## Dataset excerpts
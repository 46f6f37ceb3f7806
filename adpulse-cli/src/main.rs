//! adpulse: command-line ingestion and reporting
//!
//! ```bash
//! adpulse load google data/google_ads.csv
//! adpulse summary
//! adpulse generate-report --start-date 2024-05-01 --end-date 2024-05-07
//! ```

mod commands;

use adpulse_common::config::{CliOverrides, Settings};
use anyhow::Result;
use chrono::NaiveDate;
use clap::{Parser, Subcommand};
use std::path::PathBuf;

#[derive(Parser, Debug)]
#[command(name = "adpulse")]
#[command(about = "AdPulse ad performance ingestion and reporting")]
#[command(version)]
struct Cli {
    #[command(subcommand)]
    command: Command,

    /// SQLite database file
    #[arg(long, global = true, env = "ADPULSE_DB_PATH")]
    db_path: Option<PathBuf>,

    /// Directory for generated reports
    #[arg(long, global = true, env = "ADPULSE_REPORTS_DIR")]
    reports_dir: Option<PathBuf>,
}

#[derive(Subcommand, Debug)]
enum Command {
    /// Ingest a platform CSV export
    Load {
        /// Platform slug (google, meta, tiktok)
        platform: String,
        /// Path to the CSV file
        csv_path: PathBuf,
    },

    /// Per-platform totals with a grand total
    Summary,

    /// Print the stored row count
    Verify,

    /// Render a performance report for a date range
    GenerateReport {
        /// First day (YYYY-MM-DD); defaults to six days before the end date
        #[arg(long)]
        start_date: Option<NaiveDate>,
        /// Last day (YYYY-MM-DD); defaults to today
        #[arg(long)]
        end_date: Option<NaiveDate>,
        /// Deliver the finished report to this address
        #[arg(long)]
        email: Option<String>,
    },

    /// List generated reports
    ListReports {
        /// Directory to scan; defaults to the configured reports directory
        #[arg(long)]
        directory: Option<PathBuf>,
    },
}

#[tokio::main]
async fn main() -> Result<()> {
    tracing_subscriber::fmt()
        .with_env_filter(
            tracing_subscriber::EnvFilter::from_default_env()
                .add_directive(tracing::Level::INFO.into()),
        )
        .with_target(false)
        .init();

    let cli = Cli::parse();
    let settings = Settings::load(&CliOverrides {
        db_path: cli.db_path,
        reports_dir: cli.reports_dir,
        ..Default::default()
    });

    match cli.command {
        Command::Load { platform, csv_path } => {
            commands::load(&settings, &platform, &csv_path).await
        }
        Command::Summary => commands::summary(&settings).await,
        Command::Verify => commands::verify(&settings).await,
        Command::GenerateReport {
            start_date,
            end_date,
            email,
        } => {
            let (start, end) = commands::report_window(start_date, end_date)?;
            commands::generate_report(&settings, start, end, email.as_deref()).await
        }
        Command::ListReports { directory } => {
            commands::list_reports(directory.as_deref().unwrap_or(&settings.reports_dir))
        }
    }
}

## Prompt
Everything in the records should be written out again exactly.

## Result of the task
repository 46f6f37ceb3f7806
filename adpulse-cli/src/main.rs
//! adpulse: command-line ingestion and reporting
//!
//! ```bash
//! adpulse load google data/google_ads.csv
//! adpulse summary
//! adpulse generate-report --start-date 2024-05-01 --end-date 2024-05-07
//! ```

mod commands;

use adpulse_common::config::{CliOverrides, Settings};
use anyhow::Result;
use chrono::NaiveDate;
use clap::{Parser, Subcommand};
use std::path::PathBuf;

#[derive(Parser, Debug)]
#[command(name = "adpulse")]
#[command(about = "AdPulse ad performance ingestion and reporting")]
#[command(version)]
struct Cli {
    #[command(subcommand)]
    command: Command,

    /// SQLite database file
    #[arg(long, global = true, env = "ADPULSE_DB_PATH")]
    db_path: Option<PathBuf>,

    /// Directory for generated reports
    #[arg(long, global = true, env = "ADPULSE_REPORTS_DIR")]
    reports_dir: Option<PathBuf>,
}

#[derive(Subcommand, Debug)]
enum Command {
    /// Ingest a platform CSV export
    Load {
        /// Platform slug (google, meta, tiktok)
        platform: String,
        /// Path to the CSV file
        csv_path: PathBuf,
    },

    /// Per-platform totals with a grand total
    Summary,

    /// Print the stored row count
    Verify,

    /// Render a performance report for a date range
    GenerateReport {
        /// First day (YYYY-MM-DD); defaults to six days before the end date
        #[arg(long)]
        start_date: Option<NaiveDate>,
        /// Last day (YYYY-MM-DD); defaults to today
        #[arg(long)]
        end_date: Option<NaiveDate>,
        /// Deliver the finished report to this address
        #[arg(long)]
        email: Option<String>,
    },

    /// List generated reports
    ListReports {
        /// Directory to scan; defaults to the configured reports directory
        #[arg(long)]
        directory: Option<PathBuf>,
    },
}

#[tokio::main]
async fn main() -> Result<()> {
    tracing_subscriber::fmt()
        .with_env_filter(
            tracing_subscriber::EnvFilter::from_default_env()
                .add_directive(tracing::Level::INFO.into()),
        )
        .with_target(false)
        .init();

    let cli = Cli::parse();
    let settings = Settings::load(&CliOverrides {
        db_path: cli.db_path,
        reports_dir: cli.reports_dir,
        ..Default::default()
    });

    match cli.command {
        Command::Load { platform, csv_path } => {
            commands::load(&settings, &platform, &csv_path).await
        }
        Command::Summary => commands::summary(&settings).await,
        Command::Verify => commands::verify(&settings).await,
        Command::GenerateReport {
            start_date,
            end_date,
            email,
        } => {
            let (start, end) = commands::report_window(start_date, end_date)?;
            commands::generate_report(&settings, start, end, email.as_deref()).await
        }
        Command::ListReports { directory } => {
            commands::list_reports(directory.as_deref().unwrap_or(&settings.reports_dir))
        }
    }
}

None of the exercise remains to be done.